As Special Education Program Shuts, Eastern Hancock Looks Ahead

    (Photo Credit: Rachel Morello/StateImpact Indiana)

    (Photo Credit: Rachel Morello/StateImpact Indiana)

    A special education collaborative between three Indiana counties plans to shut its doors after 43 years.

    The Hancock Madison Shelby Educational Services cooperative, which this year served about 2,500 students in five school corporations, will close at the end of the 2016-17 school year. HMSES, a co-op between schools in Hancock, Madison and Shelby Counties, provides special education services across districts.

    Each district helps pay for the collaborative and receives services, making it significantly cheaper than having individual programs in each district. But since 2014, two districts have announced plans to pull out, making the co-op less sustainable.

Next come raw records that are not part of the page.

fn generate_operation(
    mapper: &TypeMapper<'_>,
    op: &PathMethodModel,
    usage: &mut Usage,
) -> Result<TokenStream, GeneratorError> {
    tracing::debug!(operation = %op.key(), "compiling client method");
    let key = op.key().to_string();
    let bound = bind_parameters(mapper, op)?;
    for b in &bound {
        usage.dto |= b.mapped.reference.is_some();
    }

    // Signature
    let mut args = Vec::new();
    let mut forwards = Vec::new();
    for b in &bound {
        let binding = &b.binding;
        let ty = if b.param.required {
            b.mapped.ty.clone()
        } else {
            b.mapped.optional_ty()
        };
        args.push(quote! { #binding: #ty });
        forwards.push(quote! { #binding });
    }
    let request_body = match &op.request_body {
        Some(ty) => Some(mapper.resolve(ty, &format!("{key} request body"))?),
        None => None,
    };
    if let Some(mapped) = &request_body {
        usage.codec = true;
        usage.dto |= mapped.reference.is_some();
        let ty = &mapped.ty;
        args.push(quote! { body: #ty });
        forwards.push(quote! { body });
    }

    let response = match &op.response {
        Some(ty) => Some(mapper.resolve(ty, &format!("{key} response"))?),
        None => None,
    };
    let output = match &response {
        Some(mapped) => {
            usage.dto |= mapped.reference.is_some();
            mapped.ty.clone()
        }
        None => quote! { () },
    };

    let mut body = Vec::new();

    // URL
    let (template, placeholders) = to_format_template(&op.path);
    let path_values = placeholders.iter().map(|name| {
        match bound
            .iter()
            .find(|b| b.param.location == Location::Path && b.param.name == *name)
        {
            Some(b) => {
                let text = param_text(b, false);
                quote! { client::path_segment(&#text) }
            }
            None => quote! { "" },
        }
    });
    body.push(quote! { let url = format!(#template, self.endpoint #(, #path_values)*); });

    let method = method_ident(op.method);
    body.push(quote! { let request = self.http.request(reqwest::Method::#method, url); });

    // Query and form pairs
    for (location, local) in [(Location::Query, quote! { query }), (Location::Form, quote! { form })] {
        let entries: Vec<&BoundParam<'_>> = bound.iter().filter(|b| b.param.location == location).collect();
        if entries.is_empty() {
            continue;
        }
        body.push(quote! { let mut #local: Vec<(&str, String)> = Vec::new(); });
        for b in entries {
            let name = b.param.name.as_str();
            let binding = &b.binding;
            if b.param.required {
                let text = param_text(b, false);
                body.push(quote! { #local.push((#name, #text)); });
            } else {
                let text = param_text(b, true);
                body.push(quote! {
                    if let Some(value) = &#binding {
                        #local.push((#name, #text));
                    }
                });
            }
        }
        body.push(match location {
            Location::Query => quote! { let request = request.query(&query); },
            _ => quote! { let request = request.form(&form); },
        });
    }

    // Headers
    for b in bound.iter().filter(|b| b.param.location == Location::Header) {
        let name = b.param.name.as_str();
        let binding = &b.binding;
        if b.param.required {
            let text = param_text(b, false);
            body.push(quote! { let request = request.header(#name, #text); });
        } else {
            let text = param_text(b, true);
            body.push(quote! {
                let request = match &#binding {
                    Some(value) => request.header(#name, #text),
                    None => request,
                };
            });
        }
    }

    // JSON body
    let body_params: Vec<&BoundParam<'_>> = bound.iter().filter(|b| b.param.location == Location::Body).collect();
    if !body_params.is_empty() {
        usage.payload = true;
        body.push(quote! { let mut payload = Map::new(); });
        for b in body_params {
            let name = b.param.name.as_str();
            let binding = &b.binding;
            if b.param.required {
                body.push(quote! { field::put(&mut payload, #name, &#binding); });
            } else {
                body.push(quote! { field::put_opt(&mut payload, #name, &#binding); });
            }
        }
        body.push(quote! { let request = request.json(&Value::Object(payload)); });
    }
    if request_body.is_some() {
        body.push(quote! { let request = request.json(&body.encode()); });
    }

    // Response
    body.push(decode_response(response.as_ref(), usage));

    let name = operation_name(op);
    let async_ident = ident(&format!("{name}_async"));
    let callback_ident = ident(&name);
    let docs = method_docs(op, &bound, response.is_some());

    Ok(quote! {
        #docs
        pub async fn #async_ident(&self #(, #args)*) -> Result<#output, ClientError> {
            #(#body)*
        }

        #docs
        ///
        /// Runs on the dispatcher's runtime; `callback` receives the result
        /// exactly once through the configured delivery.
        pub fn #callback_ident(
            &self,
            #(#args,)*
            callback: impl FnOnce(Result<#output, ClientError>) + Send + 'static,
        ) {
            let client = self.clone();
            self.dispatcher.dispatch(
                async move { client.#async_ident(#(#forwards),*).await },
                callback,
            );
        }
    })
}

fn decode_response(response: Option<&MappedType>, usage: &mut Usage) -> TokenStream {
    let send = quote! { client::ensure_success(request.send().await?).await? };
    let mapped = match response {
        Some(mapped) if !(mapped.category == Category::Unit && mapped.shape == Shape::Single) => mapped,
        _ => {
            return quote! {
                #send;
                Ok(())
            };
        }
    };
    let element = &mapped.element;
    let decode = match (mapped.category, mapped.shape) {
        (Category::Structured, Shape::Single) => quote! {
            let raw = client::read_json(response).await?;
            Ok(self.codecs.decode::<#element>(&raw)?)
        },
        (Category::Structured, Shape::List) => quote! {
            let raw = client::read_text(response).await?;
            Ok(self.codecs.decode_list::<#element>(&raw)?)
        },
        (_, Shape::List) => quote! {
            let raw = client::read_text(response).await?;
            client::decode_raw_list::<#element>(&raw)
        },
        (_, Shape::Single) => {
            usage.codec = true;
            quote! {
                let raw = client::read_json(response).await?;
                Ok(<#element as Codec>::decode(&raw)?)
            }
        }
    };
    quote! {
        let response = #send;
        #decode
    }
}

fn method_docs(op: &PathMethodModel, bound: &[BoundParam<'_>], has_response: bool) -> TokenStream {
    let title = if op.summary.trim().is_empty() {
        format!("`{} {}`", op.method, op.path)
    } else {
        op.summary.clone()
    };
    let mut params: Vec<(String, String)> = bound
        .iter()
        .map(|b| {
            let desc = b.param.description.clone().unwrap_or_default();
            (b.binding.to_string(), desc)
        })
        .collect();
    if op.request_body.is_some() {
        params.push(("body".to_string(), "request body".to_string()));
    }
    let returns = if has_response {
        op.response_description
            .clone()
            .filter(|d| !d.trim().is_empty())
            .or_else(|| op.response.as_ref().map(|r| r.describe()))
    } else {
        None
    };
    doc_attrs(&render(&title, &op.description, &params, returns.as_deref()))
}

    Eastern Hancock Superintendent Vickie McGuire says she was blindsided by the HMSES’s decision to shut down.

    “I did not expect it,” McGuire says.

    McGuire says the elimination of the co-op means the loss of occupational therapy, physical therapy, visual impaired services, psychiatrists and psychologists for almost 200 Eastern Hancock students each year.

    Federal and state law requires schools to provide special education. Without the HMSES, the district will have to bear the cost of those services themselves.

    “We just won’t be able to share some of the costly services that are kind of hard to find,” McGuire says.

    State law allows for districts to create cooperatives to provide services to Hoosier students with disabilities. McGuire hopes to partner with neighboring schools to continue sharing services – and the costs of hiring new teachers.

    “Funds are tight but we will make sure that we hire — we have to it’s a law that we meet their needs,” McGuire says. “So whatever we have to do, that is what we will absolutely do.”